Светлый фон

Голос Безумного Облака прозвучал с неожиданной властностью и твердостью.

Дзэами замер, затем осторожно, с хрустом разжал пальцы, инстинктивно вцепившиеся в плечи сына.

Медленно обернулся.

И поклонился Безумному Облаку.

– Спасибо, друг мой. Скорбь разрывает мне сердце, но твои слова возвращают старика к жизни. Ты прав: нет смерти! Есть лишь круговорот рождений. Ты вовремя напомнил мне об этой истине. Переночуй в моем доме вместе с моим сыном, а завтра мы вместе помянем Мотомаса.

Дзэами вновь повернулся к единственному оставшемуся у него сыну.

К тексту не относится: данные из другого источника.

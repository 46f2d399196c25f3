//! Data source implementations

pub mod dedicated_server;
pub mod public_cloud;

pub use dedicated_server::DedicatedServersDataSource;
pub use public_cloud::InstancesDataSource;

– А ты, Мотоеси, не беспокойся за меня. Я переживу и этот удар! Хотя, видит небо, уж лучше бы на месте твоего брата был я! Отцы не должны жить дольше своих сыновей…

И повторил еле слышно:

– Нет, не должны… но живут.

 

Завтра сменило детское имя на взрослое, став «сегодня».

Вечер ждет снаружи.

Они вчетвером: отец, Безумное Облако, Раскидай-Бубен и он, Мотоеси. Да, они сидят с четырех сторон низенького столика, время от времени поднося к губам чашки с горячим саке и почти не притрагиваясь к еде. За стенами дома тоскливо посвистывает ветер, словно тоже оплакивая бедного Мотомасу. Четыре свечи в углах комнаты. Причудливые переплетения теней. Отец время от времени начинает тихо говорить нараспев, и тогда даже ветер снаружи смолкает, прислушиваясь.

Ручьем в долине журчит голос отца. Будда Лицедеев вспоминает, бережно перебирая разноцветные листья с дерева жизни своего сына.

Чашки пустеют, и Мотоеси, как младший, наполняет их.

Отец умолкает – и тогда Раскидай-Бубен трогает струны цитры, и струны оживают, своей завораживающей и странной жизнью вторя ветру, вновь разгулявшемуся за окнами.

И опять говорит отец, обращаясь к умершему, словно старший сын здесь, сейчас, молча сидит за столом:

– Может показаться смешным так долго не мириться с тем, что молодые не обязательно умирают после стариков. Но удар столь неожидан, он почти сокрушил мой состарившийся ум и тело, слезы горя промочили мои рукава. Твой талант, мальчик мой, как будто даже превосходил талант твоего деда. Я писал для тебя все тайные наставления и секреты мастерства на нашем Пути, полагаясь на слова: «Когда нужно говорить и не говоришь, теряешь человека…» Чувства, отраженные в стихах: «Сейчас, когда тебя здесь нет, кому я покажу эти цветы сливы?» – о, сколько в них правды!

И еще:

– Ты ушел в призрачный мир. На мгновение мы стали отцом и сыном. Думалось ли, что я, высохшее дерево, задержусь в этом мире и мне суждено будет увидеть падение цветка в полном цвету?!